The gift of forgetting encodes many meanings. What you forget determines what you know. Since all matter and all existence is connected, we potentially can fuse with the all, and know what she knows. But we won't have specific consciousness of it.

Krishna said to Arjuna, "Look into my mouth." What did Arjuna see? He saw all existence.

What you are not conscious of determines what you are conscious of. Consciousness is a narrowing of focus that allows for concentration. Forget the right things and you can know anything. The future. Any one's past.

Poetry led to divination. One could lose consciousness, dive down, search about, and come back up  gasping for air, clutching treasure.

Where did you get it?


I got it from Her! 

Good lad. You're learning.

True poets learn to sort the mumblings of a semi-conscious mind, deep in participation with something massive, and form it into sounds, then words, sometimes sentences. These early poems were oracular in nature, as nature.

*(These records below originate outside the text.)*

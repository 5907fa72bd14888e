// src/url.rs

//! Request path resolution.
//!
//! Every request path goes through [`resolve`] before anything touches the
//! disk. The steps run in a fixed order: lexical cleaning against a virtual
//! root, then localisation into a platform-safe relative path, then
//! re-rooting for the canonical URL. Only [`ResolvedUrl::relative_path`] is
//! ever joined onto the root directory.

use log::{debug, warn};
use percent_encoding::{utf8_percent_encode, AsciiSet, CONTROLS};
use thiserror::Error;

/// Relative path used for the root directory itself.
pub const ROOT_RELATIVE: &str = ".";

/// Characters escaped when a canonical URL is sent back to the client.
const PATH_ESCAPES: &AsciiSet = &CONTROLS
    .add(b' ')
    .add(b'"')
    .add(b'#')
    .add(b'%')
    .add(b'<')
    .add(b'>')
    .add(b'?')
    .add(b'`')
    .add(b'{')
    .add(b'}');

#[derive(Debug, Clone, PartialEq, Eq)]
pub struct ResolvedUrl {
    /// Always starts with `/` and never contains `.` or `..` segments.
    pub canonical_url: String,
    /// Safe to join onto the root directory; `.` for the root.
    pub relative_path: String,
    pub valid: bool,
}

impl ResolvedUrl {
    fn invalid() -> Self {
        Self {
            canonical_url: String::new(),
            relative_path: String::new(),
            valid: false,
        }
    }

    pub fn is_root(&self) -> bool {
        self.valid && self.canonical_url == "/"
    }
}

#[derive(Debug, Error, PartialEq, Eq)]
enum LocalizeError {
    #[error("path escapes the root")]
    Escapes,
    #[error("path contains a NUL byte")]
    NulByte,
    #[error("path contains a volume or drive separator")]
    VolumeSeparator,
    #[error("path names a reserved device <{0}>")]
    ReservedName(String),
}

/// Resolves an already percent-decoded request path.
pub fn resolve(raw: &str) -> ResolvedUrl {
    debug!("HTTP_URL_REQUEST:  {}", raw);

    let clean = clean_lexically(raw);
    debug!(" ->  URL_CLEAN:    {}", clean);

    let relative_path = match localize(&clean, cfg!(windows)) {
        Ok(path) => path,
        Err(e) => {
            warn!("Invalid URL in request <{}>: {}", raw, e);
            return ResolvedUrl::invalid();
        }
    };

    let canonical_url = if relative_path == ROOT_RELATIVE {
        "/".to_string()
    } else {
        format!("/{}", relative_path)
    };
    debug!(" ->  URL_REAL:     {}", canonical_url);

    ResolvedUrl {
        canonical_url,
        relative_path,
        valid: true,
    }
}

/// Percent-encodes a canonical URL for use in a `Location` header.
pub fn encode_path(canonical_url: &str) -> String {
    utf8_percent_encode(canonical_url, PATH_ESCAPES).to_string()
}

/// Purely lexical cleaning relative to a virtual root. Repeated separators and
/// `.` segments collapse; `..` pops a previous segment when there is one and
/// is otherwise kept so that localisation can reject it.
fn clean_lexically(raw: &str) -> String {
    let mut segments: Vec<&str> = Vec::new();
    for segment in raw.split('/') {
        match segment {
            "" | "." => {}
            ".." => match segments.last() {
                Some(&last) if last != ".." => {
                    segments.pop();
                }
                _ => segments.push(".."),
            },
            other => segments.push(other),
        }
    }

    if segments.is_empty() {
        ROOT_RELATIVE.to_string()
    } else {
        segments.join("/")
    }
}

fn localize(clean: &str, windows: bool) -> Result<String, LocalizeError> {
    if clean == ROOT_RELATIVE {
        return Ok(clean.to_string());
    }

    for segment in clean.split('/') {
        if segment == ".." {
            return Err(LocalizeError::Escapes);
        }
        if segment.contains('\0') {
            return Err(LocalizeError::NulByte);
        }
        if windows {
            if segment.contains(':') || segment.contains('\\') {
                return Err(LocalizeError::VolumeSeparator);
            }
            if is_reserved_device_name(segment) {
                return Err(LocalizeError::ReservedName(segment.to_string()));
            }
        }
    }

    Ok(clean.to_string())
}

fn is_reserved_device_name(segment: &str) -> bool {
    let stem = segment.split('.').next().unwrap_or(segment).trim_end_matches(' ');
    let upper = stem.to_ascii_uppercase();
    match upper.as_str() {
        "CON" | "PRN" | "AUX" | "NUL" | "CONIN$" | "CONOUT$" => true,
        _ => {
            let bytes = upper.as_bytes();
            bytes.len() == 4
                && (upper.starts_with("COM") || upper.starts_with("LPT"))
                && (b'1'..=b'9').contains(&bytes[3])
        }
    }
}

#[cfg(test)]
mod tests {
    use super::*;

    #[test]
    fn empty_and_slash_resolve_to_root() {
        for raw in ["", "/", "//", "/./", "."] {
            let url = resolve(raw);
            assert!(url.valid, "{raw:?} should be valid");
            assert_eq!(url.canonical_url, "/");
            assert_eq!(url.relative_path, ".");
            assert!(url.is_root());
        }
    }

    #[test]
    fn collapses_separators_and_dots() {
        let url = resolve("/movies//2024/./show/");
        assert!(url.valid);
        assert_eq!(url.canonical_url, "/movies/2024/show");
        assert_eq!(url.relative_path, "movies/2024/show");
    }

    #[test]
    fn inner_parent_segments_stay_inside() {
        let url = resolve("/a/b/../../c");
        assert!(url.valid);
        assert_eq!(url.canonical_url, "/c");
        assert_eq!(url.relative_path, "c");
    }

    #[test]
    fn escaping_the_root_is_invalid() {
        for raw in ["/..", "/../etc/passwd", "/a/../../b", "..", "/a/b/../../../../x"] {
            let url = resolve(raw);
            assert!(!url.valid, "{raw:?} should be rejected");
            assert!(url.relative_path.is_empty());
        }
    }

    #[test]
    fn valid_results_never_contain_parent_segments() {
        let inputs = [
            "/a/../b/..", "/.../x", "/a/..b/c", "/a/b../c", "/x/./../y/./z/..",
        ];
        for raw in inputs {
            let url = resolve(raw);
            if url.valid {
                assert!(url.canonical_url.starts_with('/'));
                assert!(!url.relative_path.split('/').any(|s| s == ".."));
                assert!(!url.relative_path.starts_with('/'));
            }
        }
    }

    #[test]
    fn nul_byte_is_invalid() {
        assert!(!resolve("/a\0b").valid);
    }

    #[test]
    fn windows_rules_reject_volumes_and_devices() {
        assert_eq!(localize("c:/windows", true), Err(LocalizeError::VolumeSeparator));
        assert_eq!(localize("a\\..\\b", true), Err(LocalizeError::VolumeSeparator));
        assert!(matches!(localize("dir/CON", true), Err(LocalizeError::ReservedName(_))));
        assert!(matches!(localize("lpt1.txt", true), Err(LocalizeError::ReservedName(_))));
        assert_eq!(localize("lpt10.txt", true), Ok("lpt10.txt".to_string()));
        assert_eq!(localize("console/a.txt", true), Ok("console/a.txt".to_string()));
    }

    #[test]
    fn encode_path_escapes_reserved_characters() {
        assert_eq!(encode_path("/movies/a b#1?.mp4"), "/movies/a%20b%231%3F.mp4");
        assert_eq!(encode_path("/动画/100%"), "/%E5%8A%A8%E7%94%BB/100%25");
    }

    #[test]
    fn unix_rules_allow_colons() {
        assert_eq!(localize("12:00.mp4", false), Ok("12:00.mp4".to_string()));
    }
}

The 'Muse Poems' are drum beats from nature. Some were poems right away. Others have been difficult to translate. They bump along like wounded genes, even though I've posted them here. I know in the end what seem like the worst poems now, will actually sing the most clearly. For now they're bits of stuff, calling itself poetry, a lot of words in many cases. Some fall back into the subconscious under the sheer weight of their own blundering noise. If only I had the right filter.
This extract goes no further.